Social networking sites, like Facebook or LinkedIn, are designed to let individuals create and explore contact lists and social graphs. But, these sites have specific and commercial motives and, one way or another, attempt to "own" these social connections.
As an alternative, many people have been working towards ways that one can create and explore their social network on their own websites—under their own independent control and ownership. So, as freely as one can have a website or a blog, one might have their own mini-Facebook.
Google's new service fits into this more distributed approach to social networks by indexing social information on any website, and providing a convenient way to aggregate that info into a consolidated view (e.g., my friends).

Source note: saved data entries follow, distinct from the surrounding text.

//! Core type definitions used throughout the codebase

use serde::{Deserialize, Serialize};

/// Game tick counter (simulation time unit)
pub type Tick = u64;

/// Index of a node in the map graph
#[derive(Debug, Clone, Copy, PartialEq, Eq, Hash, PartialOrd, Ord, Serialize, Deserialize)]
pub struct NodeId(pub u32);

impl NodeId {
    pub fn index(self) -> usize {
        self.0 as usize
    }
}

/// Unique identifier for units
#[derive(Debug, Clone, Copy, PartialEq, Eq, Hash, Serialize, Deserialize)]
pub struct UnitId(pub u32);

/// 2D position
#[derive(Debug, Clone, Copy, Default, PartialEq, Serialize, Deserialize)]
pub struct Vec2 {
    pub x: f32,
    pub y: f32,
}

impl Vec2 {
    pub fn new(x: f32, y: f32) -> Self {
        Self { x, y }
    }

    pub fn distance(&self, other: &Self) -> f32 {
        let dx = self.x - other.x;
        let dy = self.y - other.y;
        (dx * dx + dy * dy).sqrt()
    }

    pub fn length(&self) -> f32 {
        (self.x * self.x + self.y * self.y).sqrt()
    }

    pub fn normalize(&self) -> Self {
        let len = self.length();
        if len > 0.0001 {
            Self { x: self.x / len, y: self.y / len }
        } else {
            Self::default()
        }
    }
}

impl std::ops::Add for Vec2 {
    type Output = Self;
    fn add(self, rhs: Self) -> Self {
        Self { x: self.x + rhs.x, y: self.y + rhs.y }
    }
}

impl std::ops::AddAssign for Vec2 {
    fn add_assign(&mut self, rhs: Self) {
        self.x += rhs.x;
        self.y += rhs.y;
    }
}

impl std::ops::Sub for Vec2 {
    type Output = Self;
    fn sub(self, rhs: Self) -> Self {
        Self { x: self.x - rhs.x, y: self.y - rhs.y }
    }
}

impl std::ops::Mul<f32> for Vec2 {
    type Output = Self;
    fn mul(self, rhs: f32) -> Self {
        Self { x: self.x * rhs, y: self.y * rhs }
    }
}

#[cfg(test)]
mod tests {
    use super::*;

    #[test]
    fn test_vec2_distance() {
        let a = Vec2::new(0.0, 0.0);
        let b = Vec2::new(3.0, 4.0);
        assert_eq!(a.distance(&b), 5.0);
        assert_eq!(b.distance(&a), 5.0);
    }

    #[test]
    fn test_vec2_normalize() {
        let v = Vec2::new(0.0, 10.0).normalize();
        assert!((v.length() - 1.0).abs() < 1e-6);
        assert_eq!(v, Vec2::new(0.0, 1.0));

        // Degenerate vector stays at zero instead of producing NaN
        assert_eq!(Vec2::default().normalize(), Vec2::default());
    }

    #[test]
    fn test_vec2_ops() {
        let mut a = Vec2::new(1.0, 2.0);
        a += Vec2::new(1.0, 1.0) * 2.0;
        assert_eq!(a, Vec2::new(3.0, 4.0));
        assert_eq!(a - Vec2::new(3.0, 4.0), Vec2::default());
    }

    #[test]
    fn test_node_id_index() {
        assert_eq!(NodeId(7).index(), 7);
        assert!(NodeId(1) < NodeId(2));
    }
}
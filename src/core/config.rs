//! Game configuration with documented constants
//!
//! All tunable numbers are collected here with explanations of their purpose
//! and how they interact with each other. A config file only needs to name the
//! fields it overrides; everything else falls back to `Default`.

use serde::Deserialize;
use std::path::Path;

use crate::core::error::{GameError, Result};

/// Configuration for the simulation and input systems
#[derive(Debug, Clone, Deserialize)]
#[serde(default)]
pub struct GameConfig {
    // === TICK LOOP ===
    /// Simulation ticks per second
    ///
    /// Every per-tick quantity below (movement step, backspace repeat) is
    /// expressed in ticks, so changing this changes the wall-clock feel of
    /// the whole game.
    pub ticks_per_second: u32,

    // === MOVEMENT ===
    /// Length the direction vector is scaled to before the speed factor
    ///
    /// A unit moves `direction_magnitude * speed / (ticks_per_second * speed_divisor)`
    /// map units per tick. At the defaults (50, 60, 2) a speed-5 unit covers
    /// about 2.08 map units per tick.
    pub direction_magnitude: f32,

    /// Divisor applied on top of the tick rate
    ///
    /// At 2.0, `speed` is effectively "half a direction_magnitude per second".
    pub speed_divisor: f32,

    /// Distance below which a unit counts as arrived (map units)
    pub arrival_epsilon: f32,

    // === INPUT ===
    /// Ticks backspace must be held before it starts repeating
    pub backspace_delay: u32,

    /// Ticks between repeats once backspace is repeating
    pub backspace_interval: u32,

    // === WORDS ===
    /// Random draws tried before falling back to scanning the free words
    ///
    /// Rejection sampling is cheap while the pool is mostly free. Once it is
    /// nearly full the fallback keeps `sample()` bounded.
    pub max_sample_attempts: u32,

    /// Fraction of the way from a node toward its neighbor where the
    /// edge label is anchored
    pub edge_anchor_fraction: f32,

    /// Vertical offset added to edge labels (screen units, positive = down)
    pub edge_label_offset_y: i32,

    // === PARALLELIZATION ===
    /// Minimum unit count before unit movement runs on rayon
    ///
    /// Below this threshold, thread overhead exceeds benefits.
    pub parallel_threshold: usize,

    /// RNG seed for word sampling; `None` seeds from entropy
    pub seed: Option<u64>,
}

impl Default for GameConfig {
    fn default() -> Self {
        Self {
            ticks_per_second: 60,

            direction_magnitude: 50.0,
            speed_divisor: 2.0,
            arrival_epsilon: 1.0,

            backspace_delay: 30,
            backspace_interval: 3,

            max_sample_attempts: 64,
            edge_anchor_fraction: 1.0 / 3.0,
            edge_label_offset_y: 10,

            parallel_threshold: 1000,
            seed: None,
        }
    }
}

impl GameConfig {
    /// Create a new config with default values
    pub fn new() -> Self {
        Self::default()
    }

    /// Load and validate a config from a TOML file
    pub fn load(path: &Path) -> Result<Self> {
        let content = std::fs::read_to_string(path)?;
        Self::parse_toml(&content)
    }

    /// Parse and validate a config from a TOML string
    pub fn parse_toml(content: &str) -> Result<Self> {
        let config: GameConfig = toml::from_str(content)?;
        config.validate()?;
        Ok(config)
    }

    /// Validate configuration for internal consistency
    pub fn validate(&self) -> Result<()> {
        if self.ticks_per_second == 0 {
            return Err(GameError::InvalidConfig(
                "ticks_per_second must be positive".into(),
            ));
        }

        if self.speed_divisor <= 0.0 || self.direction_magnitude <= 0.0 {
            return Err(GameError::InvalidConfig(
                "speed_divisor and direction_magnitude must be positive".into(),
            ));
        }

        if self.arrival_epsilon <= 0.0 {
            return Err(GameError::InvalidConfig(format!(
                "arrival_epsilon ({}) must be positive",
                self.arrival_epsilon
            )));
        }

        // interval 0 would make the modulo in the repeat check divide by zero
        if self.backspace_interval == 0 {
            return Err(GameError::InvalidConfig(
                "backspace_interval must be at least 1".into(),
            ));
        }

        if !(0.0..=1.0).contains(&self.edge_anchor_fraction) {
            return Err(GameError::InvalidConfig(format!(
                "edge_anchor_fraction ({}) must lie in [0, 1]",
                self.edge_anchor_fraction
            )));
        }

        Ok(())
    }

    /// Map units a speed-1 unit covers per tick
    pub fn step_scale(&self) -> f32 {
        self.direction_magnitude / (self.ticks_per_second as f32 * self.speed_divisor)
    }
}

#[cfg(test)]
mod tests {
    use super::*;

    #[test]
    fn test_default_config_is_valid() {
        assert!(GameConfig::default().validate().is_ok());
    }

    #[test]
    fn test_partial_toml_keeps_defaults() {
        let config = GameConfig::parse_toml("ticks_per_second = 30\nseed = 7\n").unwrap();
        assert_eq!(config.ticks_per_second, 30);
        assert_eq!(config.seed, Some(7));
        assert_eq!(config.backspace_delay, 30);
        assert_eq!(config.direction_magnitude, 50.0);
    }

    #[test]
    fn test_invalid_values_rejected() {
        let err = GameConfig::parse_toml("backspace_interval = 0").unwrap_err();
        assert!(matches!(err, GameError::InvalidConfig(_)));

        let err = GameConfig::parse_toml("ticks_per_second = 0").unwrap_err();
        assert!(matches!(err, GameError::InvalidConfig(_)));

        let err = GameConfig::parse_toml("edge_anchor_fraction = 1.5").unwrap_err();
        assert!(matches!(err, GameError::InvalidConfig(_)));
    }

    #[test]
    fn test_malformed_toml_is_parse_error() {
        let err = GameConfig::parse_toml("ticks_per_second = \"fast\"").unwrap_err();
        assert!(matches!(err, GameError::TomlError(_)));
    }

    #[test]
    fn test_step_scale() {
        let config = GameConfig::default();
        // 50 / (60 * 2)
        assert!((config.step_scale() - 50.0 / 120.0).abs() < 1e-6);
    }
}
use thiserror::Error;

#[derive(Error, Debug)]
pub enum GameError {
    #[error("Word list is empty")]
    EmptyVocabulary,

    #[error("Word pool exhausted: all {in_use} words are in use")]
    ExhaustedPool { in_use: usize },

    #[error("Node not found: {0}")]
    NodeNotFound(String),

    #[error("Duplicate node name: {0}")]
    DuplicateNode(String),

    #[error("Node {0} is connected to itself")]
    SelfLoop(String),

    #[error("Adjacency is not symmetric: {from} lists {to} but not the reverse")]
    AsymmetricAdjacency { from: String, to: String },

    #[error("Invalid topology: {0}")]
    InvalidTopology(String),

    #[error("Script error: {0}")]
    ScriptError(String),

    #[error("Invalid config: {0}")]
    InvalidConfig(String),

    #[error("IO error: {0}")]
    IoError(#[from] std::io::Error),

    #[error("TOML parse error: {0}")]
    TomlError(#[from] toml::de::Error),

    #[error("Serialization error: {0}")]
    SerdeError(#[from] serde_json::Error),
}

pub type Result<T> = std::result::Result<T, GameError>;
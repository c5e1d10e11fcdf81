//! Held-key repeat timing
//!
//! A held key fires on its first tick, then again once it has been held for
//! `delay` ticks, then every `interval` ticks after that.

/// Whether a key is down this tick
#[derive(Debug, Clone, Copy, Default, PartialEq, Eq)]
pub enum KeyState {
    #[default]
    Up,
    Held,
}

/// Tracks how long a key has been held and decides when it fires
#[derive(Debug, Clone)]
pub struct RepeatKey {
    held_ticks: u32,
    delay: u32,
    interval: u32,
}

impl RepeatKey {
    pub fn new(delay: u32, interval: u32) -> Self {
        Self {
            held_ticks: 0,
            delay,
            interval: interval.max(1),
        }
    }

    /// Feed this tick's key state; returns true if the key fires
    pub fn update(&mut self, state: KeyState) -> bool {
        match state {
            KeyState::Up => {
                self.held_ticks = 0;
                false
            }
            KeyState::Held => {
                self.held_ticks = self.held_ticks.saturating_add(1);
                let d = self.held_ticks;
                d == 1 || (d >= self.delay && (d - self.delay) % self.interval == 0)
            }
        }
    }

    pub fn held_ticks(&self) -> u32 {
        self.held_ticks
    }
}

#[cfg(test)]
mod tests {
    use super::*;

    fn fire_ticks(key: &mut RepeatKey, held_for: u32) -> Vec<u32> {
        (1..=held_for)
            .filter(|_| key.update(KeyState::Held))
            .collect()
    }

    #[test]
    fn test_first_press_fires_immediately() {
        let mut key = RepeatKey::new(30, 3);
        assert!(key.update(KeyState::Held));
        assert!(!key.update(KeyState::Held));
    }

    #[test]
    fn test_repeat_after_delay_then_interval() {
        let mut key = RepeatKey::new(30, 3);
        assert_eq!(fire_ticks(&mut key, 40), vec![1, 30, 33, 36, 39]);
    }

    #[test]
    fn test_release_resets() {
        let mut key = RepeatKey::new(30, 3);
        key.update(KeyState::Held);
        key.update(KeyState::Held);
        assert!(!key.update(KeyState::Up));
        assert_eq!(key.held_ticks(), 0);
        assert!(key.update(KeyState::Held));
    }

    #[test]
    fn test_taps_fire_every_time() {
        let mut key = RepeatKey::new(30, 3);
        for _ in 0..5 {
            assert!(key.update(KeyState::Held));
            key.update(KeyState::Up);
        }
    }
}
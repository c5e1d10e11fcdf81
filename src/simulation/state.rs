//! Game state - everything one running game owns
//!
//! There are no globals: the tick loop hands this struct to `update` and
//! `render` each frame.

use rand::SeedableRng;
use rand_chacha::ChaCha8Rng;

use crate::campaign::{Army, Level, NodeGraph};
use crate::core::config::GameConfig;
use crate::core::error::Result;
use crate::core::types::Tick;
use crate::interaction::InteractionController;
use crate::words::{EntityRef, WordPool, WordRegistry};

#[derive(Debug, Clone)]
pub struct GameState {
    pub config: GameConfig,
    pub graph: NodeGraph,
    pub words: WordRegistry,
    pub army: Army,
    pub controller: InteractionController,
    pub current_tick: Tick,
}

impl GameState {
    /// Set up a new game
    ///
    /// Every node gets a word anchored at its center and every unit placement
    /// in the level spawns a unit. Fails if the config is invalid or the
    /// vocabulary is too small to label every node.
    pub fn new(config: GameConfig, vocabulary: &str, level: Level) -> Result<Self> {
        config.validate()?;

        let rng = match config.seed {
            Some(seed) => ChaCha8Rng::seed_from_u64(seed),
            None => ChaCha8Rng::from_entropy(),
        };
        let pool = WordPool::from_text(vocabulary, rng)?
            .with_max_attempts(config.max_sample_attempts);
        let mut words = WordRegistry::new(pool);

        let Level { graph, units } = level;
        for node in graph.nodes() {
            words.create_entity(
                EntityRef::Node(node.id),
                node.center.x as i32,
                node.center.y as i32,
            )?;
        }

        let mut army = Army::new();
        for placement in &units {
            if let Some(center) = graph.center(placement.node) {
                army.spawn(placement.node, center, placement.speed);
            }
        }

        tracing::info!(
            "New game: {} nodes, {} units, {} words",
            graph.len(),
            army.len(),
            words.pool().len()
        );

        let controller = InteractionController::new(&config);
        Ok(Self {
            config,
            graph,
            words,
            army,
            controller,
            current_tick: 0,
        })
    }

    /// The text typed so far
    pub fn buffer(&self) -> &str {
        self.controller.buffer()
    }

    /// The word currently labelling `link`, if any
    pub fn word_for(&self, link: EntityRef) -> Option<&str> {
        self.words.find_by_link(link).map(|e| e.word())
    }
}
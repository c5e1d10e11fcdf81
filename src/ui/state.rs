//! UI state management for the terminal frontend

use std::collections::VecDeque;

use crate::campaign::NodeGraph;
use crate::simulation::GameEvent;

/// Maximum action log entries to keep
const MAX_LOG_ENTRIES: usize = 50;

/// Game UI state
#[derive(Debug)]
pub struct GameUI {
    /// Action log entries, oldest first
    pub action_log: VecDeque<LogEntry>,
    /// Whether to show the action log panel
    pub show_action_log: bool,
    /// Set when the player asks to quit
    pub quit_requested: bool,
}

impl Default for GameUI {
    fn default() -> Self {
        Self::new()
    }
}

/// An entry in the action log
#[derive(Debug, Clone)]
pub struct LogEntry {
    pub tick: u64,
    pub message: String,
    pub category: LogCategory,
}

#[derive(Debug, Clone, Copy, PartialEq, Eq)]
pub enum LogCategory {
    Expand,
    Dispatch,
    Arrival,
    System,
}

impl GameUI {
    pub fn new() -> Self {
        Self {
            action_log: VecDeque::with_capacity(MAX_LOG_ENTRIES),
            show_action_log: true,
            quit_requested: false,
        }
    }

    /// Add an entry to the action log
    pub fn log(&mut self, tick: u64, message: String, category: LogCategory) {
        if self.action_log.len() >= MAX_LOG_ENTRIES {
            self.action_log.pop_front();
        }
        self.action_log.push_back(LogEntry {
            tick,
            message,
            category,
        });
    }

    /// Describe a game event in the action log
    pub fn record(&mut self, tick: u64, event: &GameEvent, graph: &NodeGraph) {
        let name = |id| graph.name(id).unwrap_or("?");
        let (message, category) = match event {
            GameEvent::NodeExpanded { node, choices } => (
                format!("{}: {} roads", name(*node), choices),
                LogCategory::Expand,
            ),
            GameEvent::UnitsDispatched { source, dest, units } if units.is_empty() => (
                format!("No ready units at {} for {}", name(*source), name(*dest)),
                LogCategory::Dispatch,
            ),
            GameEvent::UnitsDispatched { source, dest, units } => (
                format!("{} unit(s) march {} -> {}", units.len(), name(*source), name(*dest)),
                LogCategory::Dispatch,
            ),
            GameEvent::UnitArrived { unit, node } => (
                format!("Unit {} reached {}", unit.0, name(*node)),
                LogCategory::Arrival,
            ),
            GameEvent::PoolExhausted { in_use } => (
                format!("Out of words ({} on screen)", in_use),
                LogCategory::System,
            ),
        };
        self.log(tick, message, category);
    }

    pub fn toggle_action_log(&mut self) {
        self.show_action_log = !self.show_action_log;
    }
}
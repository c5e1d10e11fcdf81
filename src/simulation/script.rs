//! Headless input scripts
//!
//! A script is a TOML list of steps replayed without a terminal:
//!
//! ```toml
//! [[step]]
//! node = "vertex1"            # type whatever word labels vertex1
//!
//! [[step]]
//! edge = ["vertex1", "vertex2"] # type the vertex1 -> vertex2 choice
//! wait = 200                  # then idle for 200 ticks
//!
//! [[step]]
//! text = "abc"                # literal keystrokes
//! backspace = 2               # hold backspace for 2 ticks
//! ```
//!
//! Words are random, so `node` and `edge` resolve against the live state when
//! the step runs.

use serde::Deserialize;
use std::path::Path;

use super::events::GameEvent;
use super::state::GameState;
use super::tick::{run_idle, update};
use crate::core::error::{GameError, Result};
use crate::interaction::TickInput;
use crate::words::EntityRef;

#[derive(Debug, Clone, Default, Deserialize)]
pub struct Script {
    #[serde(rename = "step", default)]
    pub steps: Vec<ScriptStep>,
}

#[derive(Debug, Clone, Default, Deserialize)]
#[serde(deny_unknown_fields)]
pub struct ScriptStep {
    /// Literal text typed in one tick
    #[serde(default)]
    pub text: Option<String>,
    /// Type the word on this node
    #[serde(default)]
    pub node: Option<String>,
    /// Type the word on the [from, to] travel choice
    #[serde(default)]
    pub edge: Option<[String; 2]>,
    /// Ticks to hold backspace after typing
    #[serde(default)]
    pub backspace: u32,
    /// Idle ticks at the end of the step
    #[serde(default)]
    pub wait: u32,
}

impl Script {
    pub fn load(path: &Path) -> Result<Self> {
        let content = std::fs::read_to_string(path)?;
        Self::parse_toml(&content)
    }

    pub fn parse_toml(content: &str) -> Result<Self> {
        Ok(toml::from_str(content)?)
    }
}

impl ScriptStep {
    /// Work out what this step types, against the current state
    fn resolve_text(&self, state: &GameState) -> Result<Option<String>> {
        let targets = [self.text.is_some(), self.node.is_some(), self.edge.is_some()];
        if targets.iter().filter(|&&set| set).count() > 1 {
            return Err(GameError::ScriptError(
                "a step may set only one of text, node, edge".into(),
            ));
        }

        if let Some(text) = &self.text {
            return Ok(Some(text.clone()));
        }

        if let Some(name) = &self.node {
            let node = state
                .graph
                .find_node(name)
                .ok_or_else(|| GameError::NodeNotFound(name.clone()))?;
            let word = state
                .word_for(EntityRef::Node(node))
                .ok_or_else(|| GameError::ScriptError(format!("node {} has no word", name)))?;
            return Ok(Some(word.to_string()));
        }

        if let Some([from, to]) = &self.edge {
            let source = state
                .graph
                .find_node(from)
                .ok_or_else(|| GameError::NodeNotFound(from.clone()))?;
            let dest = state
                .graph
                .find_node(to)
                .ok_or_else(|| GameError::NodeNotFound(to.clone()))?;
            let word = state
                .word_for(EntityRef::Edge { dest, source })
                .ok_or_else(|| {
                    GameError::ScriptError(format!(
                        "no choice {} -> {} on screen (type {} first)",
                        from, to, from
                    ))
                })?;
            return Ok(Some(word.to_string()));
        }

        Ok(None)
    }
}

/// Replay a script against the state; returns every event it produced
pub fn run_script(state: &mut GameState, script: &Script) -> Result<Vec<GameEvent>> {
    let mut events = Vec::new();

    for (idx, step) in script.steps.iter().enumerate() {
        let text = step.resolve_text(state).map_err(|err| match err {
            GameError::ScriptError(msg) => GameError::ScriptError(format!("step {}: {}", idx + 1, msg)),
            other => other,
        })?;

        if let Some(text) = text {
            events.extend(update(state, &TickInput::typed(text)));
        }

        if step.backspace > 0 {
            for _ in 0..step.backspace {
                events.extend(update(state, &TickInput::backspace()));
            }
            events.extend(update(state, &TickInput::idle()));
        }

        events.extend(run_idle(state, step.wait));
    }

    Ok(events)
}

#[cfg(test)]
mod tests {
    use super::*;
    use crate::campaign::Level;
    use crate::core::config::GameConfig;

    fn new_game() -> GameState {
        let config = GameConfig {
            seed: Some(9),
            ..GameConfig::default()
        };
        GameState::new(config, crate::words::DEFAULT_WORDS, Level::builtin().unwrap()).unwrap()
    }

    #[test]
    fn test_parse_script() {
        let script = Script::parse_toml(
            r#"
            [[step]]
            node = "vertex1"

            [[step]]
            edge = ["vertex1", "vertex3"]
            wait = 10
            "#,
        )
        .unwrap();
        assert_eq!(script.steps.len(), 2);
        assert_eq!(script.steps[1].edge.as_ref().unwrap()[1], "vertex3");
        assert_eq!(script.steps[1].wait, 10);
    }

    #[test]
    fn test_unknown_field_rejected() {
        assert!(Script::parse_toml("[[step]]\ntypo = 1").is_err());
    }

    #[test]
    fn test_run_script_moves_unit() {
        let mut state = new_game();
        let script = Script::parse_toml(
            r#"
            [[step]]
            node = "vertex1"

            [[step]]
            edge = ["vertex1", "vertex3"]
            wait = 400
            "#,
        )
        .unwrap();

        let events = run_script(&mut state, &script).unwrap();
        let v3 = state.graph.find_node("vertex3").unwrap();
        assert!(events
            .iter()
            .any(|e| matches!(e, GameEvent::UnitArrived { node, .. } if *node == v3)));
        assert_eq!(state.army.units_at(v3).len(), 2);
    }

    #[test]
    fn test_edge_before_expand_is_error() {
        let mut state = new_game();
        let script = Script::parse_toml("[[step]]\nedge = [\"vertex1\", \"vertex2\"]").unwrap();
        let err = run_script(&mut state, &script).unwrap_err();
        assert!(matches!(err, GameError::ScriptError(msg) if msg.starts_with("step 1")));
    }

    #[test]
    fn test_text_and_backspace() {
        let mut state = new_game();
        let script = Script::parse_toml("[[step]]\ntext = \"qqq\"\nbackspace = 1").unwrap();
        run_script(&mut state, &script).unwrap();
        assert_eq!(state.buffer(), "qq");
        // typing tick + backspace tick + release tick
        assert_eq!(state.current_tick, 3);
    }

    #[test]
    fn test_conflicting_targets_rejected() {
        let mut state = new_game();
        let script = Script::parse_toml("[[step]]\ntext = \"a\"\nnode = \"vertex1\"").unwrap();
        assert!(matches!(
            run_script(&mut state, &script),
            Err(GameError::ScriptError(_))
        ));
    }
}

In order to work with this new service, one need only post a public contact list formatted in either the XFN and/or FOAF formats. These are (semantic) web data formats that have been around for many years.
I've done a good deal of work with XFN and FOAF, and I even have an old contact list of sorts published in both formats. You can see how Google sees My Connections according to the contact list I posted several years ago on my old iCite.net blog.
It's interesting to think about these specific formats becoming more widely used. FOAF is really generic in that it, in itself, only really represents who knows who. But, FOAF can be extended through something called the Relationship Vocabulary, that makes it more on par with the terms in XFN.
XFN represents a much more robust, but ad hoc, set of relationship types, e.g., friend, spouse, neighbor, colleague, etc. And, it's interesting, in looking at my own contact list, seeing how XFN isn't (in my opinion) consistently designed in relationship to time.
For example, in XFN, you can have met someone. But, someone can also be a neighbor. Once you meet someone, they are always someone you've met. But, thinking of someone as a neighbor might mean that they are currently one's neighbor or (possibly) that they have, at one point, been one's neighbor.
So, given a lot of info of this type, suddenly useful in a public context, the lack of clarity around these concepts (in XFN, but in FOAF as well) might be the basis of some strange assumptions made by applications and people. But, I guess we'll see what comes of this—hopefully stuff that's interesting in a good way!